## PROBLEM DESCRIPTION
Exactly as written, transcribe the data that follows.

## THE RECORDS
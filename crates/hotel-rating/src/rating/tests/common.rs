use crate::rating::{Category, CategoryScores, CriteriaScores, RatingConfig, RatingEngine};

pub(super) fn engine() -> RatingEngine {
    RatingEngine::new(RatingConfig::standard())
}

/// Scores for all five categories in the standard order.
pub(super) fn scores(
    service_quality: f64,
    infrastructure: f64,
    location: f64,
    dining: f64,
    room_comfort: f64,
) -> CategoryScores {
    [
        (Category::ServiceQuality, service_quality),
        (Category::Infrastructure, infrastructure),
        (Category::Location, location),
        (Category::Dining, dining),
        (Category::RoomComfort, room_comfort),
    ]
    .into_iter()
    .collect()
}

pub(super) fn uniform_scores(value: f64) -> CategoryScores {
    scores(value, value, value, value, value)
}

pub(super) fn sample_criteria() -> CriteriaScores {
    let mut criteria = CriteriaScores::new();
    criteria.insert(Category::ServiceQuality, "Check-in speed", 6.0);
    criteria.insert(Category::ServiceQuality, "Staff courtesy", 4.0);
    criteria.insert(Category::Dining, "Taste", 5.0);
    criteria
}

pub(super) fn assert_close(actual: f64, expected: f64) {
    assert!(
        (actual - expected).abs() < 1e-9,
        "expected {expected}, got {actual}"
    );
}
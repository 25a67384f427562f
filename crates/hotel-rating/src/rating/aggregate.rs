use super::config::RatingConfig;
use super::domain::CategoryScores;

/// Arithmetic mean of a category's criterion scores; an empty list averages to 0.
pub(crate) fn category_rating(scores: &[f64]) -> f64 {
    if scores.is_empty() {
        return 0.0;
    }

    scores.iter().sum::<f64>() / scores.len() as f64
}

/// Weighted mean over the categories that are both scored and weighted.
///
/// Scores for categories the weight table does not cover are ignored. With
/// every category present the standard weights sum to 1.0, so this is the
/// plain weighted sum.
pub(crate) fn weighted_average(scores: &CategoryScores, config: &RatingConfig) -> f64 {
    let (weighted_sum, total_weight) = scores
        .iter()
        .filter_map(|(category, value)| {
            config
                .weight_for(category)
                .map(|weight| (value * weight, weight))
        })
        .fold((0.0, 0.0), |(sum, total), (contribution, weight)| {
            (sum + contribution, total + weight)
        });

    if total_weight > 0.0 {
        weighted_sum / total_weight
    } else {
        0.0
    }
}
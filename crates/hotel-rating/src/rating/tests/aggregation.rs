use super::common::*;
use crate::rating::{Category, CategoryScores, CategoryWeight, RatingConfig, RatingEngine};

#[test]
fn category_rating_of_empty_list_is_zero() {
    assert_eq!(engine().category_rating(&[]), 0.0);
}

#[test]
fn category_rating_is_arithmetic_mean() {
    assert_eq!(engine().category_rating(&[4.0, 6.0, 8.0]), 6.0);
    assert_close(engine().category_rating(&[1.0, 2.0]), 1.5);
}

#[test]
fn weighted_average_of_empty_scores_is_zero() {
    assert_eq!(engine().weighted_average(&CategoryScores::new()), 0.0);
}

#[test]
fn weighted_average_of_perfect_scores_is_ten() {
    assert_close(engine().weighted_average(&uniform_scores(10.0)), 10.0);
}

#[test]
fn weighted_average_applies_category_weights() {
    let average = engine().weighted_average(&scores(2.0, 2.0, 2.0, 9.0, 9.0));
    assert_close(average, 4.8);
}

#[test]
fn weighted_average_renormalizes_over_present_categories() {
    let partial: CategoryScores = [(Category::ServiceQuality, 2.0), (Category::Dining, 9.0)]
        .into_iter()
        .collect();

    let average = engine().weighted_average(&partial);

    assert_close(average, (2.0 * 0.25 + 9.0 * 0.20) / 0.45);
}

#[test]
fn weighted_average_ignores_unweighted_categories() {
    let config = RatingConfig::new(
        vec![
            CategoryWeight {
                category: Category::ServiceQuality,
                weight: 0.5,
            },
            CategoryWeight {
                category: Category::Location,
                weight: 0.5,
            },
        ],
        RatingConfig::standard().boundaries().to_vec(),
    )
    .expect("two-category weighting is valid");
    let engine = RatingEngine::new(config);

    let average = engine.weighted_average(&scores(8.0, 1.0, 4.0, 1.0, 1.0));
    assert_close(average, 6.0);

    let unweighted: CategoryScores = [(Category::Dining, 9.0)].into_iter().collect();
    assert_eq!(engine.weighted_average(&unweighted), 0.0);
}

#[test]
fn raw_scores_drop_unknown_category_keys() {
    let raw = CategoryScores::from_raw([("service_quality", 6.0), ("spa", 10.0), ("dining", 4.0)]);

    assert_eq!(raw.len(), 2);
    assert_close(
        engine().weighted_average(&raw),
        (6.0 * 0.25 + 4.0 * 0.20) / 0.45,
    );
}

## ANSWER SPACE
filename crates/hotel-rating/src/rating/tests/common.rs
use crate::rating::{Category, CategoryScores, CriteriaScores, RatingConfig, RatingEngine};

pub(super) fn engine() -> RatingEngine {
    RatingEngine::new(RatingConfig::standard())
}

/// Scores for all five categories in the standard order.
pub(super) fn scores(
    service_quality: f64,
    infrastructure: f64,
    location: f64,
    dining: f64,
    room_comfort: f64,
) -> CategoryScores {
    [
        (Category::ServiceQuality, service_quality),
        (Category::Infrastructure, infrastructure),
        (Category::Location, location),
        (Category::Dining, dining),
        (Category::RoomComfort, room_comfort),
    ]
    .into_iter()
    .collect()
}

pub(super) fn uniform_scores(value: f64) -> CategoryScores {
    scores(value, value, value, value, value)
}

pub(super) fn sample_criteria() -> CriteriaScores {
    let mut criteria = CriteriaScores::new();
    criteria.insert(Category::ServiceQuality, "Check-in speed", 6.0);
    criteria.insert(Category::ServiceQuality, "Staff courtesy", 4.0);
    criteria.insert(Category::Dining, "Taste", 5.0);
    criteria
}

pub(super) fn assert_close(actual: f64, expected: f64) {
    assert!(
        (actual - expected).abs() < 1e-9,
        "expected {expected}, got {actual}"
    );
}
repository 25a67384f427562f
filename crates/hotel-rating/src/rating/aggregate.rs
use super::config::RatingConfig;
use super::domain::CategoryScores;

/// Arithmetic mean of a category's criterion scores; an empty list averages to 0.
pub(crate) fn category_rating(scores: &[f64]) -> f64 {
    if scores.is_empty() {
        return 0.0;
    }

    scores.iter().sum::<f64>() / scores.len() as f64
}

/// Weighted mean over the categories that are both scored and weighted.
///
/// Scores for categories the weight table does not cover are ignored. With
/// every category present the standard weights sum to 1.0, so this is the
/// plain weighted sum.
pub(crate) fn weighted_average(scores: &CategoryScores, config: &RatingConfig) -> f64 {
    let (weighted_sum, total_weight) = scores
        .iter()
        .filter_map(|(category, value)| {
            config
                .weight_for(category)
                .map(|weight| (value * weight, weight))
        })
        .fold((0.0, 0.0), |(sum, total), (contribution, weight)| {
            (sum + contribution, total + weight)
        });

    if total_weight > 0.0 {
        weighted_sum / total_weight
    } else {
        0.0
    }
}
filename crates/hotel-rating/src/rating/tests/aggregation.rs
use super::common::*;
use crate::rating::{Category, CategoryScores, CategoryWeight, RatingConfig, RatingEngine};

#[test]
fn category_rating_of_empty_list_is_zero() {
    assert_eq!(engine().category_rating(&[]), 0.0);
}

#[test]
fn category_rating_is_arithmetic_mean() {
    assert_eq!(engine().category_rating(&[4.0, 6.0, 8.0]), 6.0);
    assert_close(engine().category_rating(&[1.0, 2.0]), 1.5);
}

#[test]
fn weighted_average_of_empty_scores_is_zero() {
    assert_eq!(engine().weighted_average(&CategoryScores::new()), 0.0);
}

#[test]
fn weighted_average_of_perfect_scores_is_ten() {
    assert_close(engine().weighted_average(&uniform_scores(10.0)), 10.0);
}

#[test]
fn weighted_average_applies_category_weights() {
    let average = engine().weighted_average(&scores(2.0, 2.0, 2.0, 9.0, 9.0));
    assert_close(average, 4.8);
}

#[test]
fn weighted_average_renormalizes_over_present_categories() {
    let partial: CategoryScores = [(Category::ServiceQuality, 2.0), (Category::Dining, 9.0)]
        .into_iter()
        .collect();

    let average = engine().weighted_average(&partial);

    assert_close(average, (2.0 * 0.25 + 9.0 * 0.20) / 0.45);
}

#[test]
fn weighted_average_ignores_unweighted_categories() {
    let config = RatingConfig::new(
        vec![
            CategoryWeight {
                category: Category::ServiceQuality,
                weight: 0.5,
            },
            CategoryWeight {
                category: Category::Location,
                weight: 0.5,
            },
        ],
        RatingConfig::standard().boundaries().to_vec(),
    )
    .expect("two-category weighting is valid");
    let engine = RatingEngine::new(config);

    let average = engine.weighted_average(&scores(8.0, 1.0, 4.0, 1.0, 1.0));
    assert_close(average, 6.0);

    let unweighted: CategoryScores = [(Category::Dining, 9.0)].into_iter().collect();
    assert_eq!(engine.weighted_average(&unweighted), 0.0);
}

#[test]
fn raw_scores_drop_unknown_category_keys() {
    let raw = CategoryScores::from_raw([("service_quality", 6.0), ("spa", 10.0), ("dining", 4.0)]);

    assert_eq!(raw.len(), 2);
    assert_close(
        engine().weighted_average(&raw),
        (6.0 * 0.25 + 4.0 * 0.20) / 0.45,
    );
}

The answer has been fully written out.